PTP-SL and STEP protein tyrosine phosphatases regulate the activation of the extracellular signal-regulated kinases ERK1 and ERK2 by association through a kinase interaction motif

Abstract

Protein kinases and phosphatases regulate the activity of extracellular signal‐regulated kinases 1 and 2 (ERK1/2) by controlling the phosphorylation of specific residues. We report the physical and functional association of ERK1/2 with the PTP‐SL and STEP protein tyrosine phosphatases (PTPs). Upon binding, the N‐terminal domains of PTP‐SL and STEP were phosphorylated by ERK1/2, whereas these PTPs dephosphorylated the regulatory phosphotyrosine residues of ERK1/2 and inactivated them.
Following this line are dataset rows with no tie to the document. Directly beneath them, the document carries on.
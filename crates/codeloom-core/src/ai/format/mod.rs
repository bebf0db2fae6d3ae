//! Provider request/response formats
//!
//! Each format converts a `CompletionRequest` into a JSON body and parses
//! the provider's JSON reply back into one assistant `Message`.

pub mod anthropic;
pub mod openai;

use serde_json::Value;

use crate::ai::client::{AiClientConfig, CompletionError, CompletionRequest};
use crate::ai::types::Message;

/// Conversion between engine messages and one provider wire format
pub trait FormatHandler: Send + Sync {
    fn build_body(&self, config: &AiClientConfig, request: &CompletionRequest) -> Value;

    fn parse_response(&self, body: &Value) -> Result<Message, CompletionError>;
}

/// Provider tool-call ids are optional in some compatible servers.
pub(crate) fn call_id_or_generated(id: Option<&str>) -> String {
    match id {
        Some(id) if !id.is_empty() => id.to_string(),
        _ => format!("call_{}", uuid::Uuid::new_v4().simple()),
    }
}
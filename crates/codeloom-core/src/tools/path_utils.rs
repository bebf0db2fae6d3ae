//! Shared path validation utilities for tool implementations

use std::ffi::OsString;
use std::fs;
use std::path::{Component, Path, PathBuf};

use crate::tools::registry::ToolError;

/// Resolve `path` to a location inside `root`.
///
/// Relative paths are joined to the root. An absolute path that already
/// lies under the root is used as is; any other absolute path is taken
/// relative to the root, so `/` is the root itself and `/src` is
/// `<root>/src`. Any `..` component is rejected outright.
///
/// The path may not exist yet. The nearest ancestor that exists (symlinks
/// included, dangling or not) is canonicalized so links cannot lead outside
/// the root, and the remaining components are appended as-is. A dangling
/// symlink is rejected since its target cannot be checked.
pub fn resolve_in_workspace(root: &Path, path: &str) -> Result<PathBuf, ToolError> {
    let requested = Path::new(path);

    if requested
        .components()
        .any(|c| matches!(c, Component::ParentDir))
    {
        return Err(ToolError::OutsideWorkspace(path.to_string()));
    }

    let canonical_root = root.canonicalize()?;
    let relative: PathBuf = if requested.is_absolute() {
        match requested
            .strip_prefix(&canonical_root)
            .or_else(|_| requested.strip_prefix(root))
        {
            Ok(rest) => rest.to_path_buf(),
            Err(_) => requested
                .components()
                .filter(|c| matches!(c, Component::Normal(_)))
                .collect(),
        }
    } else {
        requested.to_path_buf()
    };

    let mut base = canonical_root.join(relative);
    let mut suffix: Vec<OsString> = Vec::new();
    while fs::symlink_metadata(&base).is_err() {
        match base.file_name() {
            Some(name) => suffix.push(name.to_owned()),
            None => return Err(ToolError::OutsideWorkspace(path.to_string())),
        }
        if !base.pop() {
            return Err(ToolError::OutsideWorkspace(path.to_string()));
        }
    }

    let canonical_base = match base.canonicalize() {
        Ok(canonical) => canonical,
        Err(_) if is_symlink(&base) => {
            return Err(ToolError::OutsideWorkspace(path.to_string()))
        }
        Err(e) => return Err(e.into()),
    };
    if !canonical_base.starts_with(&canonical_root) {
        return Err(ToolError::OutsideWorkspace(path.to_string()));
    }

    let mut final_path = canonical_base;
    for component in suffix.into_iter().rev() {
        final_path.push(component);
    }
    Ok(final_path)
}

fn is_symlink(path: &Path) -> bool {
    fs::symlink_metadata(path)
        .map(|m| m.file_type().is_symlink())
        .unwrap_or(false)
}

#[cfg(test)]
mod tests {
    use super::*;
    use tempfile::TempDir;

    #[test]
    fn relative_paths_resolve_under_root() {
        let dir = TempDir::new().unwrap();
        let resolved = resolve_in_workspace(dir.path(), "src/new/file.rs").unwrap();
        assert!(resolved.starts_with(dir.path().canonicalize().unwrap()));
        assert!(resolved.ends_with("src/new/file.rs"));
    }

    #[test]
    fn traversal_is_rejected() {
        let dir = TempDir::new().unwrap();
        for bad in ["../escape.txt", "a/../../b", "./.."] {
            assert!(matches!(
                resolve_in_workspace(dir.path(), bad),
                Err(ToolError::OutsideWorkspace(_))
            ));
        }
    }

    #[test]
    fn leading_slash_is_relative_to_root() {
        let dir = TempDir::new().unwrap();
        let root = dir.path().canonicalize().unwrap();
        assert_eq!(resolve_in_workspace(dir.path(), "/").unwrap(), root);
        assert_eq!(
            resolve_in_workspace(dir.path(), "/src/main.rs").unwrap(),
            root.join("src/main.rs")
        );
    }

    #[test]
    fn foreign_absolute_paths_land_under_root() {
        let dir = TempDir::new().unwrap();
        let other = TempDir::new().unwrap();
        let outside = other.path().join("x.txt");
        let resolved = resolve_in_workspace(dir.path(), outside.to_str().unwrap()).unwrap();
        assert!(resolved.starts_with(dir.path().canonicalize().unwrap()));
        assert!(resolved.ends_with("x.txt"));
    }

    #[test]
    fn absolute_paths_inside_root_are_allowed() {
        let dir = TempDir::new().unwrap();
        let inside = dir.path().join("ok.txt");
        assert!(resolve_in_workspace(dir.path(), inside.to_str().unwrap()).is_ok());
    }

    #[cfg(unix)]
    #[test]
    fn symlink_escape_is_rejected() {
        let dir = TempDir::new().unwrap();
        let other = TempDir::new().unwrap();
        std::os::unix::fs::symlink(other.path(), dir.path().join("link")).unwrap();
        assert!(matches!(
            resolve_in_workspace(dir.path(), "link/secret.txt"),
            Err(ToolError::OutsideWorkspace(_))
        ));
    }

    #[cfg(unix)]
    #[test]
    fn dangling_symlink_is_rejected() {
        let dir = TempDir::new().unwrap();
        let other = TempDir::new().unwrap();
        let target = other.path().join("pwned.txt");
        std::os::unix::fs::symlink(&target, dir.path().join("link.txt")).unwrap();
        for path in ["link.txt", "/link.txt"] {
            assert!(matches!(
                resolve_in_workspace(dir.path(), path),
                Err(ToolError::OutsideWorkspace(_))
            ));
        }
        std::os::unix::fs::symlink(other.path().join("gone"), dir.path().join("dirlink")).unwrap();
        assert!(matches!(
            resolve_in_workspace(dir.path(), "dirlink/nested/file.txt"),
            Err(ToolError::OutsideWorkspace(_))
        ));
        assert!(!target.exists());
    }

    #[cfg(unix)]
    #[test]
    fn symlink_inside_root_is_followed() {
        let dir = TempDir::new().unwrap();
        std::fs::create_dir(dir.path().join("real")).unwrap();
        std::os::unix::fs::symlink(dir.path().join("real"), dir.path().join("alias")).unwrap();
        let resolved = resolve_in_workspace(dir.path(), "alias/file.txt").unwrap();
        assert_eq!(resolved, dir.path().canonicalize().unwrap().join("real/file.txt"));
    }
}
A sequence of 16 amino acids in PTP‐SL was identified as being critical for ERK1/2 binding and termed kinase interaction motif (KIM) (residues 224–239); it was shown to be required for phosphorylation of PTP‐SL by ERK1/2 at Thr253. Co‐expression of ERK2 with catalytically active PTP‐SL in COS‐7 cells impaired the EGF‐induced activation of ERK2, whereas a PTP‐SL mutant, lacking PTP activity, increased the ERK2 response to EGF. This effect was dependent on the presence of the KIM on PTP‐SL. Furthermore, ERK1/2 activity was downregulated in 3T3 cells stably expressing PTP‐SL. Our findings demonstrate the existence of a conserved ERK1/2 interaction motif within the cytosolic non‐catalytic domains of PTP‐SL and STEP, which is required for the regulation of ERK1/2 activity and for phosphorylation of the PTPs by these kinases. Our findings suggest that PTP‐SL and STEP act as physiological regulators of the ERK1/2 signaling pathway.